§ **ABOUT THIS EXERCISE**: Lift every line from the entries that includes the word "tasks".

§ **Saved data entries**:
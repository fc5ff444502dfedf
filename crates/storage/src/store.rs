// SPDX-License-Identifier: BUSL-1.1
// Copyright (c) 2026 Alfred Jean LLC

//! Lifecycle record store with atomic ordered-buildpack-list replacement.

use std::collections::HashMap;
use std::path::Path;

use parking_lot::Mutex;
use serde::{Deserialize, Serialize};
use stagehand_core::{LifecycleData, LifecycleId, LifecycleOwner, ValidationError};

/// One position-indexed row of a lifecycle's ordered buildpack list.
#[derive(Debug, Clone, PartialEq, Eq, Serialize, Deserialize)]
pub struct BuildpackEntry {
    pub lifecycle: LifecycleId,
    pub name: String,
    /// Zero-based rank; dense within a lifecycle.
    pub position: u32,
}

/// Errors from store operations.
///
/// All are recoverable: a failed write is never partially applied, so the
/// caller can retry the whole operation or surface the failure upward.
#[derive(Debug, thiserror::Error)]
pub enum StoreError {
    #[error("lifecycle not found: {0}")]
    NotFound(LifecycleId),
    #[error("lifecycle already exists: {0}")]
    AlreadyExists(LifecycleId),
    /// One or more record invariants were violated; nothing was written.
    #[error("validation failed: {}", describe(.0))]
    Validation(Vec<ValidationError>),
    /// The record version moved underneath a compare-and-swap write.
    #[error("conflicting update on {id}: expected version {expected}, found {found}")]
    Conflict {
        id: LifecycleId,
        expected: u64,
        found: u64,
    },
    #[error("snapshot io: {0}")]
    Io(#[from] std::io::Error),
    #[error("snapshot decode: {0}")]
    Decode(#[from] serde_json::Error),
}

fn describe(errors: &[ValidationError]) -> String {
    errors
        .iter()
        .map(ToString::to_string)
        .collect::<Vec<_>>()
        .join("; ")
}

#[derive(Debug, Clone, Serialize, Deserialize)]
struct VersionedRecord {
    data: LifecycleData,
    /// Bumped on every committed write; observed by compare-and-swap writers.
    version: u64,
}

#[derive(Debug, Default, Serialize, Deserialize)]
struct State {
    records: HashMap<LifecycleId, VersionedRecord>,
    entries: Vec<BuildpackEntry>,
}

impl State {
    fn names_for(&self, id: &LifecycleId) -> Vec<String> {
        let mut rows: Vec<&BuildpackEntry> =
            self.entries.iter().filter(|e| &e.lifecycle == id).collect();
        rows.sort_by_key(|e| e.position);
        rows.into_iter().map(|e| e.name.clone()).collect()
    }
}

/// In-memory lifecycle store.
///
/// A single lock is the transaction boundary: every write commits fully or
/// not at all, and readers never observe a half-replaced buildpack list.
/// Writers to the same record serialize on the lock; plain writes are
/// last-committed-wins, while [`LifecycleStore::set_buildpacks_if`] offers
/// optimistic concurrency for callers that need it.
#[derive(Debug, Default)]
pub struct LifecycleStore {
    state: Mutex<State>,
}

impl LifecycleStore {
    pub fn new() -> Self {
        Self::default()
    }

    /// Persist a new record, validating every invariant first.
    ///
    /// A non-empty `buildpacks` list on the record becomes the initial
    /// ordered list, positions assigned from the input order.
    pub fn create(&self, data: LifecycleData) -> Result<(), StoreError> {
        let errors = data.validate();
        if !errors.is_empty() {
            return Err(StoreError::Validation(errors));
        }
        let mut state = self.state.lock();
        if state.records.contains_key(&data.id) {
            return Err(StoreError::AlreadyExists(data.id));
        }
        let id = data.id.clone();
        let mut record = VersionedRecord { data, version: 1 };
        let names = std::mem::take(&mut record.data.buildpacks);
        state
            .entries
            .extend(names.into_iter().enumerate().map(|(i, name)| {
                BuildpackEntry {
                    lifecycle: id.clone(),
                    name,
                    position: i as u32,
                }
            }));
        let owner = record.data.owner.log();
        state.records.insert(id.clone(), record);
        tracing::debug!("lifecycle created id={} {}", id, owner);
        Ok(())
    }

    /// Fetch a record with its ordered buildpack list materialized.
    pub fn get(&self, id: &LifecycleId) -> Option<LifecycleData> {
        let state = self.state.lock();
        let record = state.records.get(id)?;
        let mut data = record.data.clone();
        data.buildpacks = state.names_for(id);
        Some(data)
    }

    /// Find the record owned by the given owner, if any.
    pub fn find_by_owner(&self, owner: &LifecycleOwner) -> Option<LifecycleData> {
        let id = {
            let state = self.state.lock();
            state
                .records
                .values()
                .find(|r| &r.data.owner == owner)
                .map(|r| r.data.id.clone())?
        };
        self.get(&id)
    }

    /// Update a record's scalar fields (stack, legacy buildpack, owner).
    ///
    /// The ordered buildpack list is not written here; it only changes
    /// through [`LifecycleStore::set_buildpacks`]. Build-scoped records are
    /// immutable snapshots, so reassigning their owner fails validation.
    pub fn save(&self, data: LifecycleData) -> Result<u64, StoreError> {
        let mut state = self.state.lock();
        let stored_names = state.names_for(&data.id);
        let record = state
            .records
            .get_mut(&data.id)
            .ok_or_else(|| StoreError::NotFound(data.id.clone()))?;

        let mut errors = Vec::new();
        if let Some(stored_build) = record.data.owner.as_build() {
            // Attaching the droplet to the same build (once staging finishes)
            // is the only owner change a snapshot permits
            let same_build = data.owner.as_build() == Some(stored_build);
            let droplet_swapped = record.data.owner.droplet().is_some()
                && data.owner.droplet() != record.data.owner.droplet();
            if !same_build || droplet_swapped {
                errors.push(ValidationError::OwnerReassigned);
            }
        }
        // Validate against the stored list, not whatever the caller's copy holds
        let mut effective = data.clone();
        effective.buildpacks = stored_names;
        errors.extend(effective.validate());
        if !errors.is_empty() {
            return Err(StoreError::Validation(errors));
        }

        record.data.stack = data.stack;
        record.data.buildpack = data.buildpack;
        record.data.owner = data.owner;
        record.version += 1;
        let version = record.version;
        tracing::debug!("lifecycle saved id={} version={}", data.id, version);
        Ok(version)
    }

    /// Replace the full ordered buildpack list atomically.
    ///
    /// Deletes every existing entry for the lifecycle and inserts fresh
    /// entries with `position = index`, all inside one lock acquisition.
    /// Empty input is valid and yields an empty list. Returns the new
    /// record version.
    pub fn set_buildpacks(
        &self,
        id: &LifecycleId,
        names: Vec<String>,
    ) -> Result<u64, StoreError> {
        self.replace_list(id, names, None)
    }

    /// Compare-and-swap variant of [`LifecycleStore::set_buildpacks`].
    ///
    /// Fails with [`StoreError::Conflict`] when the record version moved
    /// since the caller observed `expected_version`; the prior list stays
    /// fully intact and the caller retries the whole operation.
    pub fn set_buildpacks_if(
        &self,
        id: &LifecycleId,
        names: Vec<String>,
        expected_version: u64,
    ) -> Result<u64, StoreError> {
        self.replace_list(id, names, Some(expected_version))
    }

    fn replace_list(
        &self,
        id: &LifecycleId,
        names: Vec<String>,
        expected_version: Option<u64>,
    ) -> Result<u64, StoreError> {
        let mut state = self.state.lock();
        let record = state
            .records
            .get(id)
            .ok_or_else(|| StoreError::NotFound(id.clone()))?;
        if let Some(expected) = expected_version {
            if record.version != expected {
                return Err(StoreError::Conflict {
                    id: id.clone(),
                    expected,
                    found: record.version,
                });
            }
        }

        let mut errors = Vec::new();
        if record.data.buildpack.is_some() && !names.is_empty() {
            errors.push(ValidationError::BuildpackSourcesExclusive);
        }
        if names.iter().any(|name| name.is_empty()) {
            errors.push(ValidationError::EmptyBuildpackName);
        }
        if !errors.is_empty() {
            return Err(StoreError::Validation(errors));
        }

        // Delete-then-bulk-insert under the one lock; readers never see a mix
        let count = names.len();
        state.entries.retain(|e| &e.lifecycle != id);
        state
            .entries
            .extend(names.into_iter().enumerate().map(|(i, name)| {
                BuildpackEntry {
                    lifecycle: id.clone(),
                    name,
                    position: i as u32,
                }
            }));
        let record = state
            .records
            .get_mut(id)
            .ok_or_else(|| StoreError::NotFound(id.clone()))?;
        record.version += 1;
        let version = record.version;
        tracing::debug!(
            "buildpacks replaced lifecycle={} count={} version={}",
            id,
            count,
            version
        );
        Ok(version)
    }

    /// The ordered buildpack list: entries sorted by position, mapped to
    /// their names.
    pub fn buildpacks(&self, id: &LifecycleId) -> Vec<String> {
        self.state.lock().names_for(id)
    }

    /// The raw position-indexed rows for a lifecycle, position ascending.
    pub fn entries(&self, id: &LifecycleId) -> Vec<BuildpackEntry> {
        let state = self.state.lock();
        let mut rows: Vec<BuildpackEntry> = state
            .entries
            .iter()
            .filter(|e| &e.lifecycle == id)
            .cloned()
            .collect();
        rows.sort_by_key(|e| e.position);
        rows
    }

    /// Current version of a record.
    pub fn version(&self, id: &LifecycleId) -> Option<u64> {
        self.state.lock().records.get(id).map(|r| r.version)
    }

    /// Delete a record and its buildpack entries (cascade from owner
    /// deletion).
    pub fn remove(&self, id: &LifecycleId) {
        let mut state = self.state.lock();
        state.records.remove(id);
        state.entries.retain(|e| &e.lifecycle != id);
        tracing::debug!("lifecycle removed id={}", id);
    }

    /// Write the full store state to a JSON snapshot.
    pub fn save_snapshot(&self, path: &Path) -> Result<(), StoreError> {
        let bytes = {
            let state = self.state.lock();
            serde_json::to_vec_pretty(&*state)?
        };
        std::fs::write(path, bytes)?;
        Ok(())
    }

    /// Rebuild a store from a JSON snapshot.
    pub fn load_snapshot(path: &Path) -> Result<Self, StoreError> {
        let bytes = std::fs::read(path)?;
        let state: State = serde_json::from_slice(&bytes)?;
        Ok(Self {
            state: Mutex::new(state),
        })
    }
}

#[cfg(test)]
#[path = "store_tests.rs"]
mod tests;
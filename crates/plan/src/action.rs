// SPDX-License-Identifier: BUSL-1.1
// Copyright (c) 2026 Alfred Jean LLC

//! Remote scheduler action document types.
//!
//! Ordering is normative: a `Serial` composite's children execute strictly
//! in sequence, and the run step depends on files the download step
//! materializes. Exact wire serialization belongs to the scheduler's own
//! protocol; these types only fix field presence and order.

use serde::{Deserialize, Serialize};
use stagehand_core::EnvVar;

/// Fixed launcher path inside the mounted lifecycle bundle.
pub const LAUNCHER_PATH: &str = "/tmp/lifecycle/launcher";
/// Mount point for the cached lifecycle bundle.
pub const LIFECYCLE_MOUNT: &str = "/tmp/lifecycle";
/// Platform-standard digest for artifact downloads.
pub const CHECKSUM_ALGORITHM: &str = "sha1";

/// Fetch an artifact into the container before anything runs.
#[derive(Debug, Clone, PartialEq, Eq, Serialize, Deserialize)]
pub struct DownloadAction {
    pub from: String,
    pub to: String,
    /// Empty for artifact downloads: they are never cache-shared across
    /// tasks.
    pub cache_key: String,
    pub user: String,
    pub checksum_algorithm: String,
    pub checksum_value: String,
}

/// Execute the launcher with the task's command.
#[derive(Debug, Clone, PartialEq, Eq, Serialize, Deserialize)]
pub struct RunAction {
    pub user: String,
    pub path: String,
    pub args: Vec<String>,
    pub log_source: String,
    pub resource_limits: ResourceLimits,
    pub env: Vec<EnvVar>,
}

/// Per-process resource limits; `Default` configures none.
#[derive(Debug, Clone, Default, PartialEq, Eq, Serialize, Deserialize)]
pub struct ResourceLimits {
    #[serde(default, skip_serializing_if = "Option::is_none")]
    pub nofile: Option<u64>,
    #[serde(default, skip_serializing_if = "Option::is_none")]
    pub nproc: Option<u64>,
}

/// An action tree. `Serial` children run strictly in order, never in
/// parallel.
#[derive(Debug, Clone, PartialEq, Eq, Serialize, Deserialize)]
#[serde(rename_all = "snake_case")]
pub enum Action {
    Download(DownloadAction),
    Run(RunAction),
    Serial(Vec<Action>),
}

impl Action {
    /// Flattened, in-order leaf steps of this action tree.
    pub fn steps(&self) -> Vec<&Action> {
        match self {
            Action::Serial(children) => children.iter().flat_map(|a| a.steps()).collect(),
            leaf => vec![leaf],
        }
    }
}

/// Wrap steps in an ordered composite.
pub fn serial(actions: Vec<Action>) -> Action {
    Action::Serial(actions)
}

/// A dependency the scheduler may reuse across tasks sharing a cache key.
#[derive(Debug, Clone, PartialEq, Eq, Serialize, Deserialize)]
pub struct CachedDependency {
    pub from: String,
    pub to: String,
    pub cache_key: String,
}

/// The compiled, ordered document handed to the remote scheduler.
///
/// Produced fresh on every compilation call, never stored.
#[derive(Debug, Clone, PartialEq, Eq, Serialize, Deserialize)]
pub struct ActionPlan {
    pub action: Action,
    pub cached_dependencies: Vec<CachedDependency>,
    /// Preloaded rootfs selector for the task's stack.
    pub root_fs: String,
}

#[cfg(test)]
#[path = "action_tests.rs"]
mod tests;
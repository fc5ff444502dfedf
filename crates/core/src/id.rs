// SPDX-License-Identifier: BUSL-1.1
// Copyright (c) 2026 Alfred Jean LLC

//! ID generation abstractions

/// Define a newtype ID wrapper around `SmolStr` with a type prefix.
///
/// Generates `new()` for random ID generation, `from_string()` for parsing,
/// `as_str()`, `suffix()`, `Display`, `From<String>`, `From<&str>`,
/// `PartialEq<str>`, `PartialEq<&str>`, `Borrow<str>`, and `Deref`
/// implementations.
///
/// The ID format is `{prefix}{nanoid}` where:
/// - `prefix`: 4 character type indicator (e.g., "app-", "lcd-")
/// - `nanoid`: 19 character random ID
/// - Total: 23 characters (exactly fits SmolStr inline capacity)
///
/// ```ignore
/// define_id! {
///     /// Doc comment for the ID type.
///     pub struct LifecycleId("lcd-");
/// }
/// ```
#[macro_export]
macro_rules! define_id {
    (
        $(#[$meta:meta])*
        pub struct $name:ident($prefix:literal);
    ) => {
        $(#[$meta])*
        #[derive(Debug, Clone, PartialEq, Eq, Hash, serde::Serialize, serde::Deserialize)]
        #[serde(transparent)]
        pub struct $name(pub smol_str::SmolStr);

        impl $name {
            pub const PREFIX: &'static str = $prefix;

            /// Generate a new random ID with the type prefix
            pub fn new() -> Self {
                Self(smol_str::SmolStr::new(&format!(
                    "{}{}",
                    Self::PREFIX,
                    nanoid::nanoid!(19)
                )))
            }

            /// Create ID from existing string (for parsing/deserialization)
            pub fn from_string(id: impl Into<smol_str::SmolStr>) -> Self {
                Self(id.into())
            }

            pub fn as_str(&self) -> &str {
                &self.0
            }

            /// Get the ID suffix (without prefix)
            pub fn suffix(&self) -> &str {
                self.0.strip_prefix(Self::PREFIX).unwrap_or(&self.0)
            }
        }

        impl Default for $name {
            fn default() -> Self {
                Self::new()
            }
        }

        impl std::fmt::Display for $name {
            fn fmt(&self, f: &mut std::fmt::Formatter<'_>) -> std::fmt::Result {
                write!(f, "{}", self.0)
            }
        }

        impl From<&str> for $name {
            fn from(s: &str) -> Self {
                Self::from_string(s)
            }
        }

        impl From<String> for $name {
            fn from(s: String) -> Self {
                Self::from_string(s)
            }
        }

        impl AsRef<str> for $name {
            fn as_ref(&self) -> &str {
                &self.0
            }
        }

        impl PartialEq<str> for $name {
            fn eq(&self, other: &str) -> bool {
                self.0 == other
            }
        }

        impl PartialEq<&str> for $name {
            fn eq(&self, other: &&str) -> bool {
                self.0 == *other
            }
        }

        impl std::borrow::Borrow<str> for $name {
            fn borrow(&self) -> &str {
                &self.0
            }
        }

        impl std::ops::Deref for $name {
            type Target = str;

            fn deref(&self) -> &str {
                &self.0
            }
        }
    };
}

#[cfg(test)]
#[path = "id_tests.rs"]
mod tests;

§ **EXPECTED OUTPUT**:
    /// tasks.
/// A dependency the scheduler may reuse across tasks sharing a cache key.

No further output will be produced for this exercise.